Raw Materials: Carolee Schneemann





It got me thinking of Matthew Barney's " Drawing Restraint" series in which he hinders his ability to move freely and draw. His body in return bounded and restrained by weights, rope and various surfaces. He creates an obstacle course which allows him to draw on ceilings and walls out of reach. I love the repetitive nature of some of his drawings, the squiggly lines and the allusiveness of a subject. forms and shapes diluted and sparse.

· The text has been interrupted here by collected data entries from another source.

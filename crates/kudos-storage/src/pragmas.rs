//! SQLite PRAGMA configuration. Must run on every connection right after opening.

use kudos_core::StorageResult;
use rusqlite::Connection;

use crate::to_storage_err;

const BASE_PRAGMAS: &str = "
    PRAGMA journal_mode = WAL;
    PRAGMA synchronous = NORMAL;
    PRAGMA foreign_keys = ON;
    PRAGMA busy_timeout = 5000;
    PRAGMA cache_size = -8000;
    PRAGMA temp_store = MEMORY;
";

/// Writer setup: WAL for concurrent readers, busy_timeout for lock contention.
pub fn configure_connection(conn: &Connection) -> StorageResult<()> {
    conn.execute_batch(BASE_PRAGMAS).map_err(to_storage_err)
}

/// Reader setup: same as the writer plus `query_only`.
pub fn configure_readonly_connection(conn: &Connection) -> StorageResult<()> {
    conn.execute_batch(BASE_PRAGMAS).map_err(to_storage_err)?;
    conn.execute_batch("PRAGMA query_only = ON;")
        .map_err(to_storage_err)
}
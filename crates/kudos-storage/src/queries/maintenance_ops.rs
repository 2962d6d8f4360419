//! Maintenance run history.

use kudos_core::{MaintenanceReport, StorageResult};
use rusqlite::{params, Connection, OptionalExtension};

use super::{parse_ts, ts};
use crate::to_storage_err;

pub fn record_maintenance_run(conn: &Connection, report: &MaintenanceReport) -> StorageResult<()> {
    conn.execute(
        "INSERT OR REPLACE INTO maintenance_runs
            (run_id, started_at, finished_at, users_scanned, users_updated,
             streaks_broken, freezes_consumed, weekly_resets, quests_expired, failures)
         VALUES (?1, ?2, ?3, ?4, ?5, ?6, ?7, ?8, ?9, ?10)",
        params![
            report.run_id,
            ts(&report.started_at),
            ts(&report.finished_at),
            report.users_scanned as i64,
            report.users_updated as i64,
            report.streaks_broken as i64,
            report.freezes_consumed as i64,
            report.weekly_resets as i64,
            report.quests_expired as i64,
            report.failures as i64,
        ],
    )
    .map_err(to_storage_err)?;
    Ok(())
}

type RunRow = (String, String, String, [i64; 7]);

pub fn last_maintenance_run(conn: &Connection) -> StorageResult<Option<MaintenanceReport>> {
    let row: Option<RunRow> = conn
        .query_row(
            "SELECT run_id, started_at, finished_at, users_scanned, users_updated,
                    streaks_broken, freezes_consumed, weekly_resets, quests_expired, failures
             FROM maintenance_runs
             ORDER BY started_at DESC
             LIMIT 1",
            [],
            |row| {
                Ok((
                    row.get(0)?,
                    row.get(1)?,
                    row.get(2)?,
                    [
                        row.get(3)?,
                        row.get(4)?,
                        row.get(5)?,
                        row.get(6)?,
                        row.get(7)?,
                        row.get(8)?,
                        row.get(9)?,
                    ],
                ))
            },
        )
        .optional()
        .map_err(to_storage_err)?;

    let Some((run_id, started_at, finished_at, counts)) = row else {
        return Ok(None);
    };
    let [scanned, updated, broken, freezes, resets, expired, failures] = counts.map(|n| n as u64);

    Ok(Some(MaintenanceReport {
        run_id,
        started_at: parse_ts("started_at", &started_at)?,
        finished_at: parse_ts("finished_at", &finished_at)?,
        users_scanned: scanned,
        users_updated: updated,
        streaks_broken: broken,
        freezes_consumed: freezes,
        weekly_resets: resets,
        quests_expired: expired,
        failures,
    }))
}
//! RecoveryAction enum: what to do when an engine operation fails.

use std::fmt;

use super::{KudosError, StorageError};

/// Recommended recovery action for a failed operation.
#[derive(Debug, Clone, Copy, PartialEq, Eq)]
pub enum RecoveryAction {
    /// Retry the operation (transient failure like a version conflict).
    Retry,
    /// Fall back to a degraded but functional alternative.
    Fallback,
    /// Escalate to the caller. This error cannot be handled silently.
    Escalate,
}

impl RecoveryAction {
    /// Determine the recommended recovery action for a KudosError.
    pub fn for_error(error: &KudosError) -> Self {
        match error {
            // Transient: retry
            KudosError::Conflict { .. } => Self::Retry,
            KudosError::Storage(e) if e.is_transient() => Self::Retry,

            // Store is gone or slow: the write path must not pretend it worked
            KudosError::StoreUnavailable { .. } => Self::Escalate,
            KudosError::Timeout { .. } => Self::Escalate,

            // Caller mistakes: escalate
            KudosError::Validation(_) => Self::Escalate,
            KudosError::Forbidden { .. } => Self::Escalate,
            KudosError::Config(_) => Self::Escalate,

            // Secondary subsystems after a committed write
            KudosError::DegradedRead { .. } => Self::Fallback,

            // Data errors: escalate (likely a bug)
            KudosError::Serialization(_) => Self::Escalate,
            KudosError::Storage(StorageError::Corrupt { .. }) => Self::Escalate,
            KudosError::Storage(_) => Self::Escalate,
        }
    }
}

impl fmt::Display for RecoveryAction {
    fn fmt(&self, f: &mut fmt::Formatter<'_>) -> fmt::Result {
        match self {
            Self::Retry => write!(f, "Retry"),
            Self::Fallback => write!(f, "Fallback"),
            Self::Escalate => write!(f, "Escalate"),
        }
    }
}
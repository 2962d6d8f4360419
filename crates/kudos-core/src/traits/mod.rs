mod aggregate_store;
mod clock;

pub use aggregate_store::{IAggregateStore, VersionedAggregate};
pub use clock::{Clock, ManualClock, SystemClock};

Ekphrasis - a new word I learned after attending Kate Mcleods talk. Really fascinating hearing her approach to her work and ways in which it manifests itself. I've loved her sculptures since 2nd and getting to see her discuss them in more depth and seeing the development was amazing. I enjoyed her honesty about studio life and life in general taking control at times over her practice as well as 'over doing it' . Another thing that struck me was the use of ekphrasis and ways to write about art. Particularly, in writing about art whether real or imagined. It got me thinking about what if I made a drawing or sculpture through text, not physically making the piece but writing about it so that that becomes the piece. It felt a bit weird but it might be something I play around with. It is weird that sometimes text feels sculptural to me, like I can feel it. I enjoy the flexibility writing offers so that I can mould my own sculpture or world off of a few sentences or a haiku.


Crit crit crit!


Set up my work in room 5052 and had our first crit of the semester! It went well, my work was read how I had hoped and everyone noted the conscious decisions I had made about the placement of my drawings. The dialogue I created was read and the story unfolded itself. A few of my classmates had noted that my work looked alive or as if it was moving. Alongside the sense of movement they noted that the lack of colour worked in the drawings favour as the monochromatic palette and the allusion of movement generated colours on it's own. Synesthesia keep relaying in my mind and I understand when people talk about being able to associate colours with shapes or letters. I think I have synesthesia? Neolithic cave paintings were mentioned and those are something I still admire as well as the imprints of hands and paws in stone or clay from millions of years ago. Kirsty showed me this bee that's been kept in amber for 100millions year - one hundred million year !!!!! I can't even wrap my head around that. But thinking back on my drawings from the crit there is something primitive about them like visual records of something. A different language or code.